Photo credit: Houston Public Media

HOUSTON, Texas — The National Archives and Records Administration will bring several historic documents from early American history to the Houston Museum of Natural Science from May 8 to May 25 as part of a national tour marking the 250th anniversary of the founding of the United States.

The agency is conducting the “Freedom Plane National Tour,” which will transport nine historic documents to eight U.S. cities, including Houston. The documents will travel aboard a Boeing 737 dubbed the “Freedom Plane.”

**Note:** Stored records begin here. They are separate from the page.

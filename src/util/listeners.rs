//! Observer registry for outward notifications.
//!
//! Callbacks run synchronously, in registration order, on the thread that
//! emits. Removing a listener never disturbs the order of the others.

use std::fmt;

/// Handle returned by [`Listeners::subscribe`], used to unsubscribe.
#[derive(Debug, Clone, Copy, PartialEq, Eq, Hash, PartialOrd, Ord)]
pub struct ListenerId(u64);

type Callback<E> = Box<dyn FnMut(&E)>;

/// A list of callbacks interested in events of type `E`.
pub struct Listeners<E> {
    next_id: u64,
    entries: Vec<(ListenerId, Callback<E>)>,
}

impl<E> Listeners<E> {
    /// Empty registry.
    #[must_use]
    pub fn new() -> Self {
        Self {
            next_id: 0,
            entries: Vec::new(),
        }
    }

    /// Register a callback. The returned id stays valid until passed to
    /// [`unsubscribe`](Self::unsubscribe).
    pub fn subscribe(&mut self, callback: impl FnMut(&E) + 'static) -> ListenerId {
        let id = ListenerId(self.next_id);
        self.next_id += 1;
        self.entries.push((id, Box::new(callback)));
        id
    }

    /// Remove a callback. Returns `false` if the id was not registered.
    pub fn unsubscribe(&mut self, id: ListenerId) -> bool {
        let before = self.entries.len();
        self.entries.retain(|(entry_id, _)| *entry_id != id);
        self.entries.len() != before
    }

    /// Invoke every registered callback with `event`.
    pub fn emit(&mut self, event: &E) {
        for (_, callback) in &mut self.entries {
            callback(event);
        }
    }
}

impl<E> Default for Listeners<E> {
    fn default() -> Self {
        Self::new()
    }
}

impl<E> fmt::Debug for Listeners<E> {
    fn fmt(&self, f: &mut fmt::Formatter<'_>) -> fmt::Result {
        f.debug_struct("Listeners")
            .field("count", &self.entries.len())
            .finish()
    }
}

Visitors in Houston will be able to view several historic records, including an original copy of the Declaration of Independence, the Treaty of Paris (1783) that ended the American Revolution, and an oath of allegiance signed by George Washington.

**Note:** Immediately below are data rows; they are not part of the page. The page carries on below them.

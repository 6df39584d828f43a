//! Input handling: event types and the input processor that converts raw
//! host events into carousel commands.

/// Platform-agnostic input events.
pub mod event;
/// Bindable key actions.
pub mod keyboard;
/// Converts raw events into carousel commands.
pub mod processor;

pub use event::InputEvent;
pub use keyboard::KeyAction;
pub use processor::InputProcessor;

The documents are currently on display in Kansas City, Missouri, and will travel to Atlanta, Los Angeles, Houston, Denver, Miami, Dearborn, Michigan, and Seattle.

The tour commemorates the nation’s semiquincentennial, marking 250 years since the signing of the Declaration of Independence in 1776.

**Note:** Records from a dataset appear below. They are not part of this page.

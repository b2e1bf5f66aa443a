use agentry_core::selection::RoundRobinScope;
use agentry_core::{
    AgentBackend, AgentContext, EnvCredentials, ExecuteRequest, HealthState, NoCredentials, Runtime,
    RuntimeConfig, Selection,
};
use serial_test::serial;
use std::time::Duration;

const SAMPLE: &str = r#"
[runtime]
max_pool_size = 3
checkout_timeout_ms = 250
max_retries = 2
round_robin_scope = "tenant"

[runtime.balanced_weights]
cost = 0.7
quality = 0.3

[[backend]]
id = "fast-mock"
type = "mock"
capabilities = ["streaming", "tools"]
cost_per_1k_tokens = 0.2
quality = 0.6
latency_ms = 150
warm = 1

[backend.config]
answer = "canned answer"

[[backend]]
id = "echo"
type = "command"
enabled = false
pool_size = 1

[backend.config]
binary = "echo"
"#;

const ENV_KNOBS: [&str; 5] = [
    "AGENTRY_CONFIG",
    "AGENTRY_MAX_POOL_SIZE",
    "AGENTRY_CHECKOUT_TIMEOUT_MS",
    "AGENTRY_HEALTH_INTERVAL_SECS",
    "AGENTRY_MAX_RETRIES",
];

fn clear_env() {
    for key in ENV_KNOBS {
        std::env::remove_var(key);
    }
}

#[test]
fn test_parse_sample_config() {
    let config = RuntimeConfig::parse(SAMPLE).unwrap();
    assert_eq!(config.runtime.max_pool_size, 3);
    assert_eq!(config.runtime.checkout_timeout(), Duration::from_millis(250));
    assert_eq!(config.runtime.health_interval_secs, 30);
    assert_eq!(config.runtime.round_robin_scope, RoundRobinScope::Tenant);
    assert_eq!(config.runtime.balanced_weights.cost, 0.7);

    assert_eq!(config.backends.len(), 2);
    let mock = &config.backends[0];
    assert_eq!(mock.profile().latency_ms, 150);
    assert!(mock.enabled);
    assert_eq!(mock.warm, 1);
    let echo = &config.backends[1];
    assert!(!echo.enabled);
    assert_eq!(echo.pool_size, Some(1));
    config.validate().unwrap();
}

#[test]
fn test_validate_reports_all_problems() {
    let config = RuntimeConfig::parse(
        r#"
        [runtime.balanced_weights]
        cost = -1.0
        quality = 0.5

        [[backend]]
        id = "dup"
        type = "mock"

        [[backend]]
        id = "dup"
        type = "mock"

        [[backend]]
        id = "weird"
        type = "carrier-pigeon"
        quality = 7.0
        "#,
    )
    .unwrap();

    let message = config.validate().unwrap_err().to_string();
    assert!(message.contains("balanced_weights"));
    assert!(message.contains("duplicate backend id 'dup'"));
    assert!(message.contains("unknown type 'carrier-pigeon'"));
    assert!(message.contains("quality must be within"));
}

#[test]
fn test_parse_error_names_the_file() {
    let dir = tempfile::tempdir().unwrap();
    let path = dir.path().join("broken.toml");
    std::fs::write(&path, "[runtime\nmax_pool_size = ").unwrap();

    let err = RuntimeConfig::from_file(&path).unwrap_err();
    assert!(format!("{:#}", err).contains("broken.toml"));
}

#[test]
#[serial]
fn test_load_honours_config_env_var_and_overrides() {
    clear_env();
    let dir = tempfile::tempdir().unwrap();
    let path = dir.path().join("agentry.toml");
    std::fs::write(&path, SAMPLE).unwrap();

    std::env::set_var("AGENTRY_CONFIG", &path);
    std::env::set_var("AGENTRY_MAX_POOL_SIZE", "9");
    std::env::set_var("AGENTRY_MAX_RETRIES", "0");
    let config = RuntimeConfig::load().unwrap();
    clear_env();

    assert_eq!(config.backends.len(), 2);
    assert_eq!(config.runtime.max_pool_size, 9);
    assert_eq!(config.runtime.max_retries, 0);
    assert_eq!(config.runtime.checkout_timeout_ms, 250);
}

#[test]
#[serial]
fn test_bad_env_override_is_rejected() {
    clear_env();
    let dir = tempfile::tempdir().unwrap();
    let path = dir.path().join("agentry.toml");
    std::fs::write(&path, SAMPLE).unwrap();

    std::env::set_var("AGENTRY_CHECKOUT_TIMEOUT_MS", "soon");
    let err = RuntimeConfig::load_from(&path).unwrap_err();
    clear_env();

    assert!(err.to_string().contains("AGENTRY_CHECKOUT_TIMEOUT_MS"));
}

#[tokio::test]
#[serial]
async fn test_runtime_from_config_registers_and_warms() {
    clear_env();
    let config = RuntimeConfig::parse(SAMPLE).unwrap();
    let runtime = Runtime::from_config(&config, &NoCredentials).await.unwrap();

    assert_eq!(runtime.registry.len(), 2);
    assert!(!runtime.registry.get("echo").unwrap().enabled);
    assert!(runtime.is_monitoring());

    let stats = runtime.pools.stats("fast-mock").unwrap();
    assert_eq!(stats.idle, 1);
    assert_eq!(stats.max_size, 3);

    let response = runtime
        .orchestrator
        .execute(ExecuteRequest::new(
            Selection::manual("fast-mock"),
            "anything",
            AgentContext::new("t", "u", "s"),
        ))
        .await
        .unwrap();
    assert_eq!(response.answer, "canned answer");
    assert_eq!(runtime.pools.stats("fast-mock").unwrap().created, 1);

    runtime.shutdown().await;
}

#[cfg(unix)]
#[tokio::test]
#[serial]
async fn test_credentials_reach_the_backend_config() {
    clear_env();
    let config = RuntimeConfig::parse(
        r#"
        [[backend]]
        id = "shell"
        type = "command"
        "#,
    )
    .unwrap();
    let credentials = EnvCredentials::from_vars([("AGENTRY_CRED_SHELL_BINARY", "cat")]);
    let runtime = Runtime::from_config(&config, &credentials).await.unwrap();

    // Without the credential the required binary field would be missing
    let lease = runtime.pools.checkout("shell").await.unwrap();
    assert_eq!(lease.backend().kind(), "command");
    lease.checkin().await;

    runtime.shutdown().await;
}

#[tokio::test]
#[serial]
async fn test_missing_required_field_fails_checkout_not_startup() {
    clear_env();
    let config = RuntimeConfig::parse(
        r#"
        [[backend]]
        id = "shell"
        type = "command"
        "#,
    )
    .unwrap();
    let runtime = Runtime::from_config(&config, &NoCredentials).await.unwrap();

    let err = runtime.pools.checkout("shell").await.unwrap_err();
    assert!(err.to_string().contains("'binary' is required"));
    runtime.shutdown().await;
}

#[tokio::test]
#[serial]
async fn test_out_of_range_command_values_are_invalid_configuration() {
    clear_env();
    let config = RuntimeConfig::parse(
        r#"
        [[backend]]
        id = "shell"
        type = "command"

        [backend.config]
        binary = "cat"
        pass_query_via = "telnet"
        timeout_secs = -1
        "#,
    )
    .unwrap();
    let runtime = Runtime::from_config(&config, &NoCredentials).await.unwrap();

    let err = runtime.pools.checkout("shell").await.unwrap_err();
    assert_eq!(err.kind(), "invalid_configuration");
    let message = err.to_string();
    assert!(message.contains("'pass_query_via' must be one of: arg, stdin"));
    assert!(message.contains("'timeout_secs' must not be negative"));
    assert_eq!(runtime.pools.stats("shell").unwrap().created, 0);
    runtime.shutdown().await;
}

#[tokio::test]
#[serial]
async fn test_unknown_mock_capability_is_invalid_configuration() {
    clear_env();
    let config = RuntimeConfig::parse(
        r#"
        [[backend]]
        id = "fake"
        type = "mock"

        [backend.config]
        capabilities = ["streaming", "telepathy"]
        latency_ms = -5
        "#,
    )
    .unwrap();
    let runtime = Runtime::from_config(&config, &NoCredentials).await.unwrap();

    let err = runtime.pools.checkout("fake").await.unwrap_err();
    assert_eq!(err.kind(), "invalid_configuration");
    let message = err.to_string();
    assert!(message.contains("'capabilities' unknown capabilities: telepathy"));
    assert!(message.contains("'latency_ms' must not be negative"));
    runtime.shutdown().await;
}

#[tokio::test]
#[serial]
async fn test_health_overview_reports_every_backend_despite_failures() {
    clear_env();
    let config = RuntimeConfig::parse(
        r#"
        [[backend]]
        id = "good"
        type = "mock"
        warm = 1

        [[backend]]
        id = "sick"
        type = "mock"

        [backend.config]
        healthy = false

        [[backend]]
        id = "shell"
        type = "command"
        "#,
    )
    .unwrap();
    let runtime = Runtime::from_config(&config, &NoCredentials).await.unwrap();

    let overview = runtime.health_overview().await;
    assert_eq!(overview.pass.backends.len(), 1);
    assert_eq!(overview.pass.backends[0].backend_id, "good");
    assert_eq!(overview.pass.backends[0].summary.healthy, 1);

    let ids: Vec<_> = overview.backends.iter().map(|b| b.backend_id.as_str()).collect();
    assert_eq!(ids, vec!["good", "shell", "sick"]);
    assert_eq!(overview.backends[0].state, HealthState::Healthy);
    for failing in &overview.backends[1..] {
        assert_eq!(failing.state, HealthState::Unhealthy);
        assert!(failing.message.is_some());
    }
    assert!(overview.backends[1]
        .message
        .as_deref()
        .unwrap()
        .contains("'binary' is required"));

    runtime.shutdown().await;
}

Officials said Houston is the only city in Texas selected as a stop on the tour.

According to the museum, the exhibit will include nine historical documents:

  • The 1823 William Stone engraving of the Declaration of Independence, one of 200 replicas produced in the early 19th century.
  • The Articles of Association (1774), which recorded the First Continental Congress agreement to boycott British goods.
  • Oaths of allegiance signed in 1778 by George Washington, Alexander Hamilton, and Aaron Burr during the American Revolution.
  • The Treaty of Paris (1783), which formally recognized U.S. independence from United Kingdom.
  • David Brearley’s secret printing of the United States Constitution in 1787 for delegates of the Constitutional Convention.
  • The record of state delegation votes approving the Constitution in 1787.
  • The Senate’s markup of the United States Bill of Rights in 1789.

A similar traveling exhibit occurred before the nation’s bicentennial in 1976, when the American Freedom Train carried historical artifacts to more than 100 cities across the country.